Thankfully things improved considerably with ‘The Here and Now’. Bob Breidenbach’s pedal steel is at the forefront of a foot-tapper which is the track that raises this album above the masses.

This isn’t a one-track album however. ‘Family Tree’ is also very worthy of your attention and the band have also included a tribute to Dwight Yoakam ‘With Love, Dwight’ which clearly embodies their love for the greats of country music.

St Louis isn’t necessarily a hot bed for country music but credit where it’s due Whiskey Morning’s album is one that certainly raises its head above the parapet.

We recommend that you check it out.


We pride ourselves here in the UK for our healthy country music scene but it’s easy to overlook the part that is also played by the Scandinavian countries, particularly Norway and Sweden.

The latest album from Austin Texas singer Travis Green is produced by Christoffer “Kid” Anderson, an accomplished blues guitarist. Green is presently embarking upon a mini Swedish tour to promote the album.

The blues influence is prevalent throughout, particularly on ‘The Only Love’, a song that features Anderson’s masterful blues guitar riffs.

There are a number of musical styles represented on this album. It ranges from rockabilly to straight country to country blues but never allows you to get comfortable in one genre.

Greens high pitched vocals reminded us of early Neil Sedaka at times, particularly on ‘Keep Me Off Your Mind’ and the opening riffs to ‘Everybody Knows’ is extremely ‘Mustang Sally’!

There is enough to keep us country fans on board though. ‘Damage Done’ and ‘Please Don’t Cry’ hit the spot with their combination of slides and piano.

It’s a real mixed bag that is hard to categorise. There might not be enough to satisfy the country hard core fans but it’s certainly an interesting mix of styles and influences.


A band that certainly satisfy the country traditionalists, particularly those who like their music with a bluegrass feel, are Volume Five.

They return with ‘Drifter’, their sixth album. They were formed by vocalist and fiddle player Glenn Harrell in 2008 and have been steadily building up a reputation as a band that has a formidable live show and songs that resonate with country fans in general.
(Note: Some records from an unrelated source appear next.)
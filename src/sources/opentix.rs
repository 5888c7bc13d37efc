//! OPENTIX 兩廳院文化生活. The home page is client-rendered; the event
//! anchors themselves are the entries.

use crate::domain::Platform;
use crate::fetcher::FetchStrategy;
use crate::sources::config::strings;
use crate::sources::{ListingPage, SelectorSet, SourceConfig};

pub fn source() -> SourceConfig {
    SourceConfig {
        platform: Platform::Opentix,
        enabled: true,
        base_url: "https://www.opentix.life/".to_string(),
        pages: vec![ListingPage::new("https://www.opentix.life")],
        selectors: SelectorSet {
            items: strings(&[r#"a[href^="/event/"]"#, r#"a[href*="/event/"]"#]),
            title: strings(&["h5", "h6", ".title"]),
            link: Vec::new(),
            image: strings(&["img"]),
            date: strings(&[".date", "time"]),
        },
        link_filter: Some("opentix.life/event/".to_string()),
        strategies: vec![FetchStrategy::Http, FetchStrategy::Browser],
    }
}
This five-piece band are all very accomplished musicians but the songs, particularly the slower tracks, are the stand-outs here.

The opener ‘I Am A Drifter’ naturally tells the story of someone who isn’t able to plant roots. It was written by Donna Ulisse and Marc Ross and has already had success on the US Bluegrass chart reaching #1. It has the traditional Bluegrass feel but also an engaging melody that will have you singing along.

Another song that has been crossing over to other radio formats is ‘When I Go Away’ which has a bluesy feel and very effective vocal interplay between the group members.

The absolute stand outs are the ballads ‘Because Of You’ and ‘Scarecrow’. The former has a sublime fiddle intro that totally draws you in. This song is absolutely up there with the best and is a fine indication of Harrell’s musical prowess. ‘Scarecrow’ allows Harrell’s soulful vocals to totally sell the song without ever detracting from the very fine musical prowess that accompanies him.

‘Tall Pines’ is the classic Bill Monroe song that is covered here in the Volume Five style.

This is an album that will impress country music fans in general. It displays the best of what Bluegrass has to offer.

It’s an impressive introduction to the band and may inspire delving into their back catalogue.